1.2 Problem Statement
Worldwide, about 852 million men, women and children are chronically hungry due to extreme poverty; while up to 2 billion people lack food security intermittently due to varying degree of poverty (FAO, 2003). FAO report in 2010 put growing extreme poverty figure at almost 2 billion people worldwide, while in Nigeria, more than twothirds of the people are poor, despite living in a country with vast potential wealth (Omotesho et al., 2010).
Food insecurity is a major risk for Africa. Of the 86 low-income and food deficient declared countries the world over, 43 are in Africa where the majority of the world‘s 6.7 billion people live under the poverty line. In sub-Saharan Africa, although agriculture accounted for 70 % of the labor force and over 25 % of GDP, the continent has continued to register low priority for investment in agriculture (Eluhaiwe, 2008).
The situation has resulted in a new global trend in the demand for food. Thus, there is therefore an urgent need to transform agriculture in Nigeria, to take advantage of these trends in food demand. For Nigeria to effectively increase its share in Africa’s agricultural space and harness the market opportunities, the need to re-focus the country’s agricultural financing policy to develop its agricultural food baskets and its commodity value-chains to meet the food market product demands, has become
imperative.
Nigeria is still however, characterized by high reliance on food imports. Malnutrition is widespread in the entire country and rural areas and communities are especially vulnerable to chronic food shortages, malnutrition, unbalanced nutrition, erratic food supply, poor quality foods, high food costs, and even total lack of food. This phenomenon cuts across all age groups and categories of individuals in the rural areas. For example, there is a high level of malnutrition among children in rural Nigeria; the figures differ with geopolitical zones, with 56% reported in a rural area of South West and 84.3% in three rural communities in the northern part of Nigeria. Nationally, the overall prevalence of stunting, wasting, and underweight are 42.0%, 9% and 25%, respectively (Akinyele, 2009).

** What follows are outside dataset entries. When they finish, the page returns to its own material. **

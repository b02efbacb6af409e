//! Link classification for the host's link handler.
//!
//! Some deep links (sticker and emoji pack installs, chat folders, TON
//! sites) bypass policy resolution entirely, and links to the messenger's
//! own domains are always safe to open.

use url::Url;

const IGNORED_SCHEMES: &[&str] = &["tonsite"];

const IGNORED_PREFIXES: &[&str] = &[
    "tg://addemoji",
    "tg://addlist",
    "tg://addstickers",
    "tg://folder",
];

const IGNORED_PATHS: &[&str] = &["addemoji", "addlist", "addstickers", "folder"];

const IGNORED_HOST_SUFFIXES: &[&str] = &[".ton"];

const WHITELISTED_HOSTS: &[&str] = &["telegram.org", "cloudveil.org"];

/// Stateless link classifier.
#[derive(Debug, Clone, Copy, Default)]
pub struct LinkFilter;

impl LinkFilter {
    /// True if `raw` should not be resolved against the policy.
    ///
    /// Unparseable links are never ignored.
    pub fn should_ignore(raw: &str) -> bool {
        match Url::parse(raw) {
            Ok(url) => Self::should_ignore_url(&url),
            Err(_) => false,
        }
    }

    /// Parsed form of [`should_ignore`](Self::should_ignore).
    pub fn should_ignore_url(url: &Url) -> bool {
        let scheme = url.scheme().to_ascii_lowercase();
        if IGNORED_SCHEMES.contains(&scheme.as_str()) {
            return true;
        }

        if IGNORED_PREFIXES
            .iter()
            .any(|prefix| url.as_str().starts_with(prefix))
        {
            return true;
        }

        if let Some(host) = url.host_str() {
            let host = host.to_ascii_lowercase();
            if IGNORED_HOST_SUFFIXES
                .iter()
                .any(|suffix| host.ends_with(suffix))
            {
                return true;
            }
        }

        let path = url.path().to_ascii_lowercase().replace('/', "");
        IGNORED_PATHS.iter().any(|p| path.starts_with(p))
    }

    /// True if `raw` points at one of the messenger's own domains.
    pub fn is_whitelisted(raw: &str) -> bool {
        Url::parse(raw)
            .ok()
            .and_then(|url| url.host_str().map(str::to_ascii_lowercase))
            .is_some_and(|host| WHITELISTED_HOSTS.iter().any(|h| host.contains(h)))
    }
}
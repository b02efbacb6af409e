//! veilsync-storage: Key-value persistence layer
//!
//! This crate provides the storage abstraction used by the policy cache,
//! the user blacklist and the client session ids:
//! - KeyValueStore trait with get/set/remove semantics
//! - In-memory implementation for tests and ephemeral hosts
//! - File-backed implementation for durable storage
//!
//! # Architecture
//!
//! ```text
//! ┌─────────────────────────────────────────────┐
//! │              veilsync-storage               │
//! ├─────────────────────────────────────────────┤
//! │  traits.rs  - KeyValueStore trait           │
//! │  memory.rs  - In-memory implementation      │
//! │  file.rs    - File-per-key implementation   │
//! └─────────────────────────────────────────────┘
//! ```
//!
//! Every store is scoped to a namespace so that several processes of the
//! host application can share one location without clobbering unrelated
//! keys.

pub mod error;
pub mod file;
pub mod memory;
pub mod traits;

pub use error::{StorageError, StorageResult};
pub use file::FileKeyValueStore;
pub use memory::MemoryKeyValueStore;
pub use traits::{validate_key, validate_namespace, KeyValueStore};
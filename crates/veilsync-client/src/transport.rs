//! Policy service transport.
//!
//! [`PolicyTransport`] is the seam between the coordinator and the network.
//! [`HttpPolicyTransport`] is the production implementation; tests
//! substitute scripted doubles.

use std::time::Duration;

use async_trait::async_trait;
use reqwest::header::CONTENT_TYPE;
use thiserror::Error;
use tracing::{debug, instrument};
use url::Url;
use veilsync_domain::model::codec::{decode_snapshot, encode_request};
use veilsync_domain::{DomainError, PendingRequest, PolicySnapshot};

use crate::config::TransportSettings;

/// Errors talking to the policy service.
#[derive(Debug, Error)]
pub enum TransportError {
    /// The endpoint URL could not be used.
    #[error("invalid endpoint {url}: {message}")]
    InvalidEndpoint { url: String, message: String },

    /// Connection, TLS or protocol failure.
    #[error("request to {url} failed: {source}")]
    Http {
        url: String,
        #[source]
        source: reqwest::Error,
    },

    /// No answer within the configured timeout.
    #[error("request timed out after {timeout:?}")]
    Timeout { timeout: Duration },

    /// The server answered with a non-2xx status.
    #[error("server returned status {status}")]
    Status { status: u16 },

    /// The request could not be encoded or the response decoded.
    #[error("malformed payload: {0}")]
    Codec(#[from] DomainError),
}

/// Sends sync requests to the policy service.
#[async_trait]
pub trait PolicyTransport: Send + Sync + 'static {
    /// POSTs `request` and decodes the returned snapshot.
    ///
    /// Non-2xx statuses and undecodable bodies are errors.
    async fn fetch(&self, request: &PendingRequest) -> Result<PolicySnapshot, TransportError>;

    /// Issues a plain GET and returns the status code, whatever it is.
    async fn get_status(&self, url: &Url) -> Result<u16, TransportError>;
}

/// [`PolicyTransport`] over HTTPS with `reqwest`.
#[derive(Debug, Clone)]
pub struct HttpPolicyTransport {
    client: reqwest::Client,
    settings_url: Url,
    timeout: Duration,
}

impl HttpPolicyTransport {
    /// Creates a transport posting to `settings_url`.
    pub fn new(settings_url: &str, timeout: Duration) -> Result<Self, TransportError> {
        let parsed = Url::parse(settings_url).map_err(|e| TransportError::InvalidEndpoint {
            url: settings_url.to_string(),
            message: e.to_string(),
        })?;

        let client = reqwest::Client::builder()
            .timeout(timeout)
            .build()
            .map_err(|source| TransportError::Http {
                url: settings_url.to_string(),
                source,
            })?;

        Ok(Self {
            client,
            settings_url: parsed,
            timeout,
        })
    }

    pub fn from_settings(settings: &TransportSettings) -> Result<Self, TransportError> {
        Self::new(&settings.settings_url, settings.request_timeout())
    }

    pub fn settings_url(&self) -> &Url {
        &self.settings_url
    }

    fn map_send_error(&self, url: &Url, source: reqwest::Error) -> TransportError {
        if source.is_timeout() {
            TransportError::Timeout {
                timeout: self.timeout,
            }
        } else {
            TransportError::Http {
                url: url.to_string(),
                source,
            }
        }
    }
}

#[async_trait]
impl PolicyTransport for HttpPolicyTransport {
    #[instrument(skip(self, request), fields(user_id = request.user_id()))]
    async fn fetch(&self, request: &PendingRequest) -> Result<PolicySnapshot, TransportError> {
        let body = encode_request(request)?;
        let url = &self.settings_url;

        let response = self
            .client
            .post(url.clone())
            .header(CONTENT_TYPE, "application/json")
            .body(body)
            .send()
            .await
            .map_err(|e| self.map_send_error(url, e))?;

        let status = response.status();
        if !status.is_success() {
            return Err(TransportError::Status {
                status: status.as_u16(),
            });
        }

        let bytes = response
            .bytes()
            .await
            .map_err(|e| self.map_send_error(url, e))?;
        debug!(status = status.as_u16(), len = bytes.len(), "Policy response received");

        Ok(decode_snapshot(&bytes)?)
    }

    #[instrument(skip(self), fields(url = %url))]
    async fn get_status(&self, url: &Url) -> Result<u16, TransportError> {
        let response = self
            .client
            .get(url.clone())
            .send()
            .await
            .map_err(|e| self.map_send_error(url, e))?;

        Ok(response.status().as_u16())
    }
}
//! Observability setup for the policy client.
//!
//! Only structured logging lives here; the client exposes no metrics or
//! trace exporters of its own.

mod logging;

pub use logging::{create_json_layer, init_logging, LoggingConfig};
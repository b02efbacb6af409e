//! KeyValueStore trait definition.

use std::sync::Arc;

use crate::error::{StorageError, StorageResult};

/// Maximum length of a key or namespace.
pub const MAX_KEY_LENGTH: usize = 255;

/// Abstract storage interface for opaque values keyed by string.
///
/// Implementations must be thread-safe (Send + Sync). All operations are
/// synchronous: callers hold no locks of their own across them and the
/// values involved are small.
pub trait KeyValueStore: Send + Sync + 'static {
    /// The namespace this store is scoped to.
    fn namespace(&self) -> &str;

    /// Gets the value stored under `key`, or `None` if absent.
    fn get(&self, key: &str) -> StorageResult<Option<Vec<u8>>>;

    /// Stores `value` under `key`, replacing any previous value.
    fn set(&self, key: &str, value: &[u8]) -> StorageResult<()>;

    /// Removes `key`. Removing an absent key is not an error.
    fn remove(&self, key: &str) -> StorageResult<()>;
}

impl<S: KeyValueStore + ?Sized> KeyValueStore for Arc<S> {
    fn namespace(&self) -> &str {
        (**self).namespace()
    }

    fn get(&self, key: &str) -> StorageResult<Option<Vec<u8>>> {
        (**self).get(key)
    }

    fn set(&self, key: &str, value: &[u8]) -> StorageResult<()> {
        (**self).set(key, value)
    }

    fn remove(&self, key: &str) -> StorageResult<()> {
        (**self).remove(key)
    }
}

fn check_segment(value: &str) -> Result<(), &'static str> {
    if value.is_empty() {
        return Err("cannot be empty");
    }
    if value.len() > MAX_KEY_LENGTH {
        return Err("exceeds maximum length");
    }
    if value == "." || value == ".." {
        return Err("cannot be a relative path component");
    }
    if value
        .chars()
        .any(|c| c == '/' || c == '\\' || c == '\0' || c.is_control())
    {
        return Err("contains a path separator or control character");
    }
    Ok(())
}

/// Validates a key.
///
/// Keys double as file names in the file-backed store, so path separators
/// and control characters are rejected for every backend.
pub fn validate_key(key: &str) -> StorageResult<()> {
    check_segment(key).map_err(|message| StorageError::InvalidKey {
        key: key.to_string(),
        message: message.to_string(),
    })
}

/// Validates a namespace using the same rules as keys.
pub fn validate_namespace(namespace: &str) -> StorageResult<()> {
    check_segment(namespace).map_err(|message| StorageError::InvalidNamespace {
        namespace: namespace.to_string(),
        message: message.to_string(),
    })
}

A number of studies have been done to assess the determinants of food security vis-à-vis the socio-economics characteristics, mostly in the south western states in Nigeria (Adio,
(2000), Adegboye, (2004), Agboola, (2004) Babatunde et al., (2007) and Oyewole, (2012) but none from the community food security stand point. But then, there may be food insecurity for some rural populations because they do not produce sufficient food and/or do not have sufficient purchasing power to cover their food needs borne out of community food production resources and indices. The issues of adequate farm resources and supply could also come to play in determining food security status in communities. Rural poverty is a very important issue in Nigeria, that needs redress as over 90 of agricultural production is from the rural farming households with little access to productive resources (resource poverty) (Obamiro et al., 2003). Many factors which may vary from region to region are known to be determinants of food insecurity. This study, therefore, sought to identify and address the following questions:
1. What are the socio-economic characteristics of the rural farm households and communities in the study area?
2. What are the expenditure and consumption patterns of farm households in the study area?
3. What is the nature of food system of farm households in the study area?
4. What are the food security indices of farm households in the study area?